# THE PROBLEM
From the entries below, reproduce exactly the line containing "impl<U: Endpoint> Coordinator<U>", the line containing "return Err(Error::Upload(message));", and every line in between, with nothing added.

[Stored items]
++++

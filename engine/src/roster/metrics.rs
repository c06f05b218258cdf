use commonware_runtime::Metrics as RuntimeMetrics;
use prometheus_client::metrics::counter::Counter;

/// Metrics for the [`Cache`](super::Cache)
#[derive(Default, Debug)]
pub struct Metrics {
    /// Number of roster refreshes started
    pub refreshes: Counter,
    /// Number of roster refreshes whose listing call failed
    pub refresh_failures: Counter,
    /// Number of listed records dropped because their lookup failed
    pub dropped: Counter,
}

impl Metrics {
    /// Create and return a new set of metrics, registered with the given context.
    pub fn init<E: RuntimeMetrics>(context: E) -> Self {
        let metrics = Metrics::default();
        context.register(
            "refreshes",
            "Number of roster refreshes started",
            metrics.refreshes.clone(),
        );
        context.register(
            "refresh_failures",
            "Number of roster refreshes whose listing call failed",
            metrics.refresh_failures.clone(),
        );
        context.register(
            "dropped",
            "Number of listed records dropped because their lookup failed",
            metrics.dropped.clone(),
        );
        metrics
    }
}
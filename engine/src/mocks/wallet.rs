use crate::{
    connection::{Wallet as WalletTrait, WalletError},
    types::Account,
};
use std::sync::{Arc, Mutex};

#[derive(Default)]
struct State {
    installed: bool,
    authorized: Vec<Account>,
    /// Accounts granted by the next authorization request.
    grantable: Vec<Account>,
    reject: bool,
    requests: usize,
}

/// An in-memory wallet.
#[derive(Clone, Default)]
pub struct Wallet {
    state: Arc<Mutex<State>>,
}

impl Wallet {
    fn with(state: State) -> Self {
        Self {
            state: Arc::new(Mutex::new(state)),
        }
    }

    /// A wallet that has already authorized `accounts`.
    pub fn authorized(accounts: Vec<String>) -> Self {
        let accounts: Vec<Account> = accounts.into_iter().map(Account::from).collect();
        Self::with(State {
            installed: true,
            authorized: accounts.clone(),
            grantable: accounts,
            ..State::default()
        })
    }

    /// A wallet that authorizes `accounts` only once asked to.
    pub fn locked(accounts: Vec<String>) -> Self {
        Self::with(State {
            installed: true,
            grantable: accounts.into_iter().map(Account::from).collect(),
            ..State::default()
        })
    }

    /// No wallet installed.
    pub fn missing() -> Self {
        Self::default()
    }

    /// Decline every authorization request.
    pub fn reject_requests(&self, enabled: bool) {
        self.state.lock().unwrap().reject = enabled;
    }

    /// Number of authorization requests received.
    pub fn requests(&self) -> usize {
        self.state.lock().unwrap().requests
    }
}

impl WalletTrait for Wallet {
    async fn accounts(&self) -> Result<Vec<Account>, WalletError> {
        let state = self.state.lock().unwrap();
        if !state.installed {
            return Err(WalletError::Unavailable);
        }
        Ok(state.authorized.clone())
    }

    async fn request_accounts(&self) -> Result<Vec<Account>, WalletError> {
        let mut state = self.state.lock().unwrap();
        if !state.installed {
            return Err(WalletError::Unavailable);
        }
        state.requests += 1;
        if state.reject {
            return Err(WalletError::Rejected);
        }
        state.authorized = state.grantable.clone();
        Ok(state.authorized.clone())
    }
}
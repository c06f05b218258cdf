//! Candidate and voter rosters mirrored from the ledger.
//!
//! # Refresh
//!
//! A refresh lists the roster's addresses, looks every address up concurrently and swaps the
//! resulting snapshot into the [Session] in one step. Refreshes are idempotent and may overlap:
//! the last one to complete wins, and readers never observe a partially built roster.
//!
//! Failures are handled per scope:
//!
//! - A listing that shows the contract is missing or wrong ([Error::NotDeployedOrWrongContract])
//!   empties the roster and raises its `fetch_failed` flag, so the UI can tell "no entries"
//!   from "cannot reach the ledger".
//! - Any other listing failure keeps the previous snapshot.
//! - A failed or malformed detail lookup drops that record only.
//!
//! Listing failures are recorded in the session under [Family::Read] with the roster as
//! [Source]; a successful refresh clears only the report of its own roster.
//!
//! # Deduplication
//!
//! No two entries of a snapshot share an address. When the ledger lists an address twice, the
//! entry keeps the position of its first occurrence and the value of its last.

mod metrics;

use crate::{
    gateway::{Gateway, Transport},
    session::{Family, Session, Source},
    types::{Address, Keyed},
    Error,
};
use commonware_runtime::Metrics as RuntimeMetrics;
use futures::future::join_all;
use std::{collections::HashMap, sync::Arc};
use tracing::{debug, warn};

/// Collapse repeated addresses, keeping first position and last value.
pub fn dedup<R: Keyed>(records: Vec<R>) -> Vec<R> {
    let mut positions: HashMap<Address, usize> = HashMap::with_capacity(records.len());
    let mut unique: Vec<R> = Vec::with_capacity(records.len());
    for record in records {
        match positions.get(record.address()) {
            Some(&position) => unique[position] = record,
            None => {
                positions.insert(record.address().clone(), unique.len());
                unique.push(record);
            }
        }
    }
    unique
}

/// Keeps the rosters of a [Session] in sync with the ledger.
#[derive(Clone)]
pub struct Cache<T: Transport> {
    gateway: Gateway<T>,
    session: Session,
    metrics: Arc<metrics::Metrics>,
}

impl<T: Transport> Cache<T> {
    pub fn new(context: impl RuntimeMetrics, gateway: Gateway<T>, session: Session) -> Self {
        Self {
            gateway,
            session,
            metrics: Arc::new(metrics::Metrics::init(context)),
        }
    }

    /// Rebuild the candidate roster.
    pub async fn refresh_candidates(&self) -> Result<(), Error> {
        self.metrics.refreshes.inc();
        let addresses = match self.gateway.candidate_addresses().await {
            Ok(addresses) => addresses,
            Err(err) => return Err(self.listing_failed(Source::Candidates, err)),
        };
        let lookups = join_all(addresses.iter().map(|address| self.gateway.candidate(address)));
        let records = self.absorb(Source::Candidates, &addresses, lookups.await);
        let size = records.len();
        if !self.session.replace_candidates(records, false) {
            debug!("session ended: discarding candidates");
            return Ok(());
        }
        self.session.clear(Family::Read(Source::Candidates));
        debug!(listed = addresses.len(), size, "refreshed candidates");
        Ok(())
    }

    /// Rebuild the voter roster.
    pub async fn refresh_voters(&self) -> Result<(), Error> {
        self.metrics.refreshes.inc();
        let addresses = match self.gateway.voter_addresses().await {
            Ok(addresses) => addresses,
            Err(err) => return Err(self.listing_failed(Source::Voters, err)),
        };
        let lookups = join_all(addresses.iter().map(|address| self.gateway.voter(address)));
        let records = self.absorb(Source::Voters, &addresses, lookups.await);
        let size = records.len();
        if !self.session.replace_voters(records, false) {
            debug!("session ended: discarding voters");
            return Ok(());
        }
        self.session.clear(Family::Read(Source::Voters));
        debug!(listed = addresses.len(), size, "refreshed voters");
        Ok(())
    }

    /// Keep the records whose lookup succeeded.
    fn absorb<R: Keyed>(
        &self,
        roster: Source,
        addresses: &[Address],
        lookups: Vec<Result<Option<R>, Error>>,
    ) -> Vec<R> {
        let mut records = Vec::with_capacity(lookups.len());
        for (address, lookup) in addresses.iter().zip(lookups) {
            match lookup {
                Ok(Some(record)) => records.push(record),
                Ok(None) => {
                    self.metrics.dropped.inc();
                    debug!(?roster, %address, "dropping malformed record");
                }
                Err(err) => {
                    self.metrics.dropped.inc();
                    warn!(?roster, %address, ?err, "dropping record");
                }
            }
        }
        dedup(records)
    }

    fn listing_failed(&self, roster: Source, err: Error) -> Error {
        self.metrics.refresh_failures.inc();
        warn!(?roster, ?err, "roster listing failed");
        if matches!(err, Error::NotDeployedOrWrongContract(_)) {
            match roster {
                Source::Candidates => self.session.replace_candidates(Vec::new(), true),
                Source::Voters => self.session.replace_voters(Vec::new(), true),
                Source::Config | Source::Election => false,
            };
        }
        self.session.fail(Family::Read(roster), &err);
        err
    }
}

#[cfg(test)]
mod tests {
    use super::*;
    use crate::{mocks, Address, Candidate};
    use commonware_macros::test_traced;
    use commonware_runtime::{
        deterministic::{self, Context},
        Runner, Spawner as _,
    };
    use std::time::Duration;

    struct Fixture {
        ledger: mocks::Ledger<Context>,
        gateway: Gateway<mocks::Ledger<Context>>,
        cache: Cache<mocks::Ledger<Context>>,
        session: Session,
        organizer: Address,
    }

    fn fixture(context: &Context) -> Fixture {
        let organizer = Address::from(mocks::ORGANIZER);
        let ledger = mocks::Ledger::new(
            context.clone(),
            Address::from(mocks::CONTRACT),
            organizer.clone(),
        );
        let session = Session::new();
        let gateway = Gateway::new(context.with_label("gateway"), ledger.clone(), &mocks::config());
        let cache = Cache::new(context.with_label("roster"), gateway.clone(), session.clone());
        Fixture {
            ledger,
            gateway,
            cache,
            session,
            organizer,
        }
    }

    async fn register(fixture: &Fixture, names: &[&str]) {
        for (index, name) in names.iter().enumerate() {
            let form = mocks::candidate_form(index as u64, name);
            fixture
                .gateway
                .register_candidate(&fixture.organizer, &form, "")
                .await
                .unwrap();
        }
    }

    fn names(candidates: &[Candidate]) -> Vec<&str> {
        candidates
            .iter()
            .map(|candidate| candidate.name.as_str())
            .collect()
    }

    #[test]
    fn test_dedup_keeps_first_position_last_value() {
        let record = |address: &str, name: &str| Candidate {
            age: "40".into(),
            name: name.into(),
            candidate_id: 0,
            image_url: String::new(),
            vote_count: 0,
            metadata_url: String::new(),
            address: Address::from(address),
        };
        let records = vec![
            record("0xAA", "first"),
            record("0xbb", "other"),
            record("0xaa", "second"),
        ];
        let unique = dedup(records);
        assert_eq!(names(&unique), vec!["second", "other"]);
    }

    #[test_traced]
    fn test_refresh_in_ledger_order() {
        let executor = deterministic::Runner::default();
        executor.start(|context| async move {
            let fixture = fixture(&context);
            register(&fixture, &["Ada", "Grace", "Edsger"]).await;

            fixture.cache.refresh_candidates().await.unwrap();
            let candidates = fixture.session.candidates();
            assert_eq!(names(&candidates), vec!["Ada", "Grace", "Edsger"]);
            assert_eq!(candidates[1].candidate_id, 1);
            assert!(!fixture.session.candidates_fetch_failed());
        });
    }

    #[test_traced]
    fn test_refresh_idempotent() {
        let executor = deterministic::Runner::default();
        executor.start(|context| async move {
            let fixture = fixture(&context);
            register(&fixture, &["Ada", "Grace"]).await;

            fixture.cache.refresh_candidates().await.unwrap();
            let first = fixture.session.candidates();
            fixture.cache.refresh_candidates().await.unwrap();
            let second = fixture.session.candidates();
            assert_eq!(first, second);
        });
    }

    #[test_traced]
    fn test_wrong_contract_empties_roster() {
        let executor = deterministic::Runner::default();
        executor.start(|context| async move {
            let fixture = fixture(&context);
            register(&fixture, &["Ada"]).await;
            fixture.cache.refresh_candidates().await.unwrap();
            assert_eq!(fixture.session.candidates().len(), 1);

            fixture.ledger.set_wrong_contract(true);
            let result = fixture.cache.refresh_candidates().await;
            assert!(matches!(result, Err(Error::NotDeployedOrWrongContract(_))));
            assert!(fixture.session.candidates().is_empty());
            assert!(fixture.session.candidates_fetch_failed());
            let report = fixture.session.report().unwrap();
            assert_eq!(report.family, Family::Read(Source::Candidates));
            assert!(report.message.contains("wrong contract"));

            // Recovery clears the flag and the report
            fixture.ledger.set_wrong_contract(false);
            fixture.cache.refresh_candidates().await.unwrap();
            assert_eq!(fixture.session.candidates().len(), 1);
            assert!(!fixture.session.candidates_fetch_failed());
            assert_eq!(fixture.session.report(), None);
        });
    }

    #[test_traced]
    fn test_duplicates_and_nulls_filtered() {
        let executor = deterministic::Runner::default();
        executor.start(|context| async move {
            let fixture = fixture(&context);
            register(&fixture, &["Ada", "Grace"]).await;
            for index in 0..2 {
                let form = mocks::voter_form(10 + index, "Voter");
                fixture
                    .gateway
                    .authorize_voter(&fixture.organizer, &form, "")
                    .await
                    .unwrap();
            }
            fixture.ledger.duplicate_listings(true);
            fixture.ledger.null_listings(true);

            fixture.cache.refresh_candidates().await.unwrap();
            fixture.cache.refresh_voters().await.unwrap();
            assert_eq!(names(&fixture.session.candidates()), vec!["Ada", "Grace"]);
            let voters = fixture.session.voters();
            assert_eq!(voters.len(), 2);
            assert_eq!(voters[0].address, mocks::address(10));
            assert_eq!(voters[1].address, mocks::address(11));
        });
    }

    #[test_traced]
    fn test_failed_lookup_drops_record() {
        let executor = deterministic::Runner::default();
        executor.start(|context| async move {
            let fixture = fixture(&context);
            register(&fixture, &["Ada", "Grace", "Edsger"]).await;
            fixture.ledger.fail_lookup(mocks::address(1));

            fixture.cache.refresh_candidates().await.unwrap();
            assert_eq!(names(&fixture.session.candidates()), vec!["Ada", "Edsger"]);
            assert!(!fixture.session.candidates_fetch_failed());
        });
    }

    #[test_traced]
    fn test_overlapping_refreshes() {
        let executor = deterministic::Runner::default();
        executor.start(|context| async move {
            let fixture = fixture(&context);
            register(&fixture, &["Ada", "Grace"]).await;

            // Started first, completed last
            let handles: Vec<_> = (0..3u64)
                .map(|index| {
                    let ledger = fixture
                        .ledger
                        .clone()
                        .with_latency(Duration::from_millis(30 * (3 - index)));
                    let gateway = Gateway::new(
                        context.with_label(&format!("gateway_{index}")),
                        ledger,
                        &mocks::config(),
                    );
                    let cache = Cache::new(
                        context.with_label(&format!("roster_{index}")),
                        gateway,
                        fixture.session.clone(),
                    );
                    context
                        .with_label(&format!("refresh_{index}"))
                        .spawn(move |_| async move { cache.refresh_candidates().await })
                })
                .collect();
            for handle in handles {
                handle.await.unwrap().unwrap();
            }
            assert_eq!(names(&fixture.session.candidates()), vec!["Ada", "Grace"]);
            assert!(!fixture.session.candidates_fetch_failed());
        });
    }

    #[test_traced]
    fn test_results_discarded_after_end() {
        let executor = deterministic::Runner::default();
        executor.start(|context| async move {
            let fixture = fixture(&context);
            register(&fixture, &["Ada"]).await;

            fixture.session.end();
            fixture.cache.refresh_candidates().await.unwrap();
            assert!(fixture.session.candidates().is_empty());
        });
    }
}
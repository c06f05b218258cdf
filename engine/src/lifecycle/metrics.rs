use commonware_runtime::Metrics as RuntimeMetrics;
use prometheus_client::metrics::counter::Counter;

/// Metrics for the [`Controller`](super::Controller)
#[derive(Default, Debug)]
pub struct Metrics {
    /// Number of winner declarations submitted
    pub declarations: Counter,
    /// Number of declare triggers suppressed by the latch
    pub suppressed: Counter,
    /// Number of countdowns armed
    pub countdowns: Counter,
}

impl Metrics {
    /// Create and return a new set of metrics, registered with the given context.
    pub fn init<E: RuntimeMetrics>(context: E) -> Self {
        let metrics = Metrics::default();
        context.register(
            "declarations",
            "Number of winner declarations submitted",
            metrics.declarations.clone(),
        );
        context.register(
            "suppressed",
            "Number of declare triggers suppressed by the latch",
            metrics.suppressed.clone(),
        );
        context.register(
            "countdowns",
            "Number of countdowns armed",
            metrics.countdowns.clone(),
        );
        metrics
    }
}
//! Pass files to the content-addressed upload service.
//!
//! The service is a black box that turns bytes into a URL. The [Coordinator] base64-encodes the
//! payload, posts it as `{file, filename}` JSON to an [Endpoint] and translates the reply:
//!
//! - `2xx` with `{url}`: the URL.
//! - `2xx` without a URL: [Error::Upload].
//! - non-`2xx`: [Error::Upload] carrying the reply's `error` field (or the status).
//! - transport failure: [Error::Upload] carrying the transport message.
//!
//! Each upload is attempted once. Failures are recorded in the session under
//! [Family::Upload].

use crate::{
    session::{Family, Session},
    Config, ConfigError, Error,
};
use base64::{engine::general_purpose::STANDARD as BASE64, Engine as _};
use serde::{Deserialize, Serialize};
use serde_json::Value;
use std::future::Future;
use tracing::{debug, warn};

/// Body posted to the upload service.
#[derive(Clone, Debug, PartialEq, Eq, Serialize, Deserialize)]
pub struct Request {
    /// Base64-encoded payload.
    pub file: String,
    pub filename: String,
}

/// Status and JSON body returned by the upload service.
#[derive(Clone, Debug, PartialEq)]
pub struct Reply {
    pub status: u16,
    pub body: Value,
}

impl Reply {
    pub fn is_success(&self) -> bool {
        (200..300).contains(&self.status)
    }
}

/// Connection to the upload service.
pub trait Endpoint: Clone + Send + Sync + 'static {
    /// Post `request`, returning the reply or a transport error message.
    fn post(&self, request: Request) -> impl Future<Output = Result<Reply, String>> + Send;
}

/// [Endpoint] reached over HTTP.
#[derive(Clone)]
pub struct HttpEndpoint {
    client: reqwest::Client,
    url: String,
}

impl HttpEndpoint {
    pub fn new(url: impl Into<String>) -> Self {
        Self {
            client: reqwest::Client::new(),
            url: url.into(),
        }
    }

    /// Connect to the upload service named by `config`.
    pub fn from_config(config: &Config) -> Result<Self, ConfigError> {
        let url = config
            .upload
            .as_deref()
            .map(str::trim)
            .filter(|url| !url.is_empty())
            .ok_or(ConfigError::MissingUpload)?;
        let parsed =
            reqwest::Url::parse(url).map_err(|err| ConfigError::InvalidUpload(err.to_string()))?;
        if !matches!(parsed.scheme(), "http" | "https") {
            return Err(ConfigError::InvalidUpload(format!(
                "unsupported scheme {}",
                parsed.scheme()
            )));
        }
        Ok(Self::new(url))
    }
}

impl Endpoint for HttpEndpoint {
    async fn post(&self, request: Request) -> Result<Reply, String> {
        let response = self
            .client
            .post(&self.url)
            .json(&request)
            .send()
            .await
            .map_err(|err| err.to_string())?;
        let status = response.status().as_u16();
        let text = response.text().await.map_err(|err| err.to_string())?;
        let body = serde_json::from_str(&text).unwrap_or(Value::String(text));
        Ok(Reply { status, body })
    }
}

/// Uploads files on behalf of a [Session].
#[derive(Clone)]
pub struct Coordinator<U: Endpoint> {
    endpoint: U,
    session: Session,
}

impl<U: Endpoint> Coordinator<U> {
    pub fn new(endpoint: U, session: Session) -> Self {
        Self { endpoint, session }
    }

    /// Upload `bytes` as `filename` and return the URL it is served at.
    pub async fn upload(&self, bytes: &[u8], filename: &str) -> Result<String, Error> {
        let request = Request {
            file: BASE64.encode(bytes),
            filename: filename.to_string(),
        };
        let result = match self.endpoint.post(request).await {
            Ok(reply) => Self::translate(reply),
            Err(message) => Err(Error::Upload(message)),
        };
        match &result {
            Ok(url) => debug!(filename, %url, size = bytes.len(), "uploaded"),
            Err(err) => {
                warn!(filename, ?err, "upload failed");
                self.session.fail(Family::Upload, err);
            }
        }
        result
    }

    /// Serialize `document` as JSON and upload it as `filename`.
    pub async fn upload_json(&self, document: &Value, filename: &str) -> Result<String, Error> {
        let bytes = serde_json::to_vec(document).map_err(|err| Error::Upload(err.to_string()))?;
        self.upload(&bytes, filename).await
    }

    fn translate(reply: Reply) -> Result<String, Error> {
        if !reply.is_success() {
            let message = reply
                .body
                .get("error")
                .and_then(Value::as_str)
                .map(str::to_string)
                .unwrap_or_else(|| {
                    format!("upload service replied with status {}", reply.status)
                });
            return Err(Error::Upload(message));
        }
        match reply.body.get("url").and_then(Value::as_str) {
            Some(url) if !url.is_empty() => Ok(url.to_string()),
            _ => Err(Error::Upload("reply carries no url".to_string())),
        }
    }
}

#[cfg(test)]
mod tests {
    use super::*;
    use crate::mocks;
    use commonware_macros::test_traced;
    use axum::{http::StatusCode, routing::post, serve, Json, Router};
    use commonware_runtime::{deterministic, tokio, Metrics, Runner, Spawner};
    use serde_json::json;

    #[test_traced]
    fn test_upload_encodes_payload() {
        let executor = deterministic::Runner::default();
        executor.start(|_| async move {
            let session = Session::new();
            let endpoint = mocks::Endpoint::default();
            let coordinator = Coordinator::new(endpoint.clone(), session.clone());

            let url = coordinator.upload(b"portrait", "ada.png").await.unwrap();
            assert!(url.starts_with(mocks::GATEWAY));

            let requests = endpoint.requests();
            assert_eq!(requests.len(), 1);
            assert_eq!(requests[0].filename, "ada.png");
            assert_eq!(BASE64.decode(&requests[0].file).unwrap(), b"portrait");
            assert_eq!(session.report(), None);
        });
    }

    #[test_traced]
    fn test_upload_json() {
        let executor = deterministic::Runner::default();
        executor.start(|_| async move {
            let endpoint = mocks::Endpoint::default();
            let coordinator = Coordinator::new(endpoint.clone(), Session::new());

            let document = json!({"name": "Ada", "age": "36"});
            coordinator.upload_json(&document, "data.json").await.unwrap();

            let requests = endpoint.requests();
            let decoded = BASE64.decode(&requests[0].file).unwrap();
            let parsed: Value = serde_json::from_slice(&decoded).unwrap();
            assert_eq!(parsed, document);
        });
    }

    #[test_traced]
    fn test_upload_failures() {
        let executor = deterministic::Runner::default();
        executor.start(|_| async move {
            let session = Session::new();
            let endpoint = mocks::Endpoint::default();
            let coordinator = Coordinator::new(endpoint.clone(), session.clone());

            // Error reply carries its message through
            endpoint.reply(413, json!({"error": "quota exceeded"}));
            let result = coordinator.upload(b"huge", "huge.png").await;
            assert_eq!(result, Err(Error::Upload("quota exceeded".into())));
            let report = session.report().unwrap();
            assert_eq!(report.family, Family::Upload);
            assert_eq!(report.message, "upload failed: quota exceeded");

            // Error reply without a message
            endpoint.reply(502, Value::String("Bad Gateway".into()));
            let result = coordinator.upload(b"x", "x.png").await;
            assert!(matches!(result, Err(Error::Upload(message)) if message.contains("502")));

            // Success without a url
            endpoint.reply(200, json!({}));
            let result = coordinator.upload(b"x", "x.png").await;
            assert_eq!(result, Err(Error::Upload("reply carries no url".into())));

            // Unreachable service
            endpoint.unreachable("connection refused");
            let result = coordinator.upload(b"x", "x.png").await;
            assert_eq!(result, Err(Error::Upload("connection refused".into())));

            // One attempt per upload
            assert_eq!(endpoint.requests().len(), 4);

            // Queue drained: back to success
            assert!(coordinator.upload(b"x", "x.png").await.is_ok());
        });
    }

    #[test]
    fn test_http_endpoint_from_config() {
        let mut config = mocks::config();
        assert_eq!(
            HttpEndpoint::from_config(&config).err(),
            Some(ConfigError::MissingUpload)
        );
        config.upload = Some("  ".into());
        assert_eq!(
            HttpEndpoint::from_config(&config).err(),
            Some(ConfigError::MissingUpload)
        );
        config.upload = Some("not a url".into());
        assert!(matches!(
            HttpEndpoint::from_config(&config),
            Err(ConfigError::InvalidUpload(_))
        ));
        config.upload = Some("ftp://localhost/upload".into());
        assert!(matches!(
            HttpEndpoint::from_config(&config),
            Err(ConfigError::InvalidUpload(_))
        ));
        config.upload = Some(" http://localhost:3000/api/pinata ".into());
        let endpoint = HttpEndpoint::from_config(&config).unwrap();
        assert_eq!(endpoint.url, "http://localhost:3000/api/pinata");
    }

    #[test_traced]
    fn test_http_endpoint() {
        let executor = tokio::Runner::default();
        executor.start(|context| async move {
            // Serve a stand-in upload service on an ephemeral port
            let listener = ::tokio::net::TcpListener::bind("127.0.0.1:0").await.unwrap();
            let addr = listener.local_addr().unwrap();
            let app = Router::new()
                .route(
                    "/upload",
                    post(|Json(request): Json<Request>| async move {
                        let size = BASE64.decode(&request.file).unwrap().len();
                        Json(json!({
                            "url": format!("{}{}?size={size}", mocks::GATEWAY, request.filename)
                        }))
                    }),
                )
                .route(
                    "/full",
                    post(|| async {
                        (
                            StatusCode::PAYLOAD_TOO_LARGE,
                            Json(json!({"error": "quota exceeded"})),
                        )
                    }),
                )
                .route(
                    "/down",
                    post(|| async { (StatusCode::BAD_GATEWAY, "Bad Gateway") }),
                );
            context.with_label("upload").spawn(move |_| async move {
                serve(listener, app.into_make_service()).await.unwrap();
            });

            // Success carries the url through
            let mut config = mocks::config();
            config.upload = Some(format!("http://{addr}/upload"));
            let session = Session::new();
            let endpoint = HttpEndpoint::from_config(&config).unwrap();
            let coordinator = Coordinator::new(endpoint, session.clone());
            let url = coordinator.upload(b"portrait", "ada.png").await.unwrap();
            assert_eq!(url, format!("{}ada.png?size=8", mocks::GATEWAY));
            assert_eq!(session.report(), None);

            // JSON error reply
            let coordinator =
                Coordinator::new(HttpEndpoint::new(format!("http://{addr}/full")), session.clone());
            let result = coordinator.upload(b"huge", "huge.png").await;
            assert_eq!(result, Err(Error::Upload("quota exceeded".into())));
            assert_eq!(session.report().unwrap().family, Family::Upload);

            // Plain-text error reply falls back to the status
            let coordinator =
                Coordinator::new(HttpEndpoint::new(format!("http://{addr}/down")), session.clone());
            let result = coordinator.upload(b"x", "x.png").await;
            assert!(matches!(result, Err(Error::Upload(message)) if message.contains("502")));
        });
    }
}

++++

# WRITTEN SOLUTION
impl<U: Endpoint> Coordinator<U> {
    pub fn new(endpoint: U, session: Session) -> Self {
        Self { endpoint, session }
    }

    /// Upload `bytes` as `filename` and return the URL it is served at.
    pub async fn upload(&self, bytes: &[u8], filename: &str) -> Result<String, Error> {
        let request = Request {
            file: BASE64.encode(bytes),
            filename: filename.to_string(),
        };
        let result = match self.endpoint.post(request).await {
            Ok(reply) => Self::translate(reply),
            Err(message) => Err(Error::Upload(message)),
        };
        match &result {
            Ok(url) => debug!(filename, %url, size = bytes.len(), "uploaded"),
            Err(err) => {
                warn!(filename, ?err, "upload failed");
                self.session.fail(Family::Upload, err);
            }
        }
        result
    }

    /// Serialize `document` as JSON and upload it as `filename`.
    pub async fn upload_json(&self, document: &Value, filename: &str) -> Result<String, Error> {
        let bytes = serde_json::to_vec(document).map_err(|err| Error::Upload(err.to_string()))?;
        self.upload(&bytes, filename).await
    }

    fn translate(reply: Reply) -> Result<String, Error> {
        if !reply.is_success() {
            let message = reply
                .body
                .get("error")
                .and_then(Value::as_str)
                .map(str::to_string)
                .unwrap_or_else(|| {
                    format!("upload service replied with status {}", reply.status)
                });
            return Err(Error::Upload(message));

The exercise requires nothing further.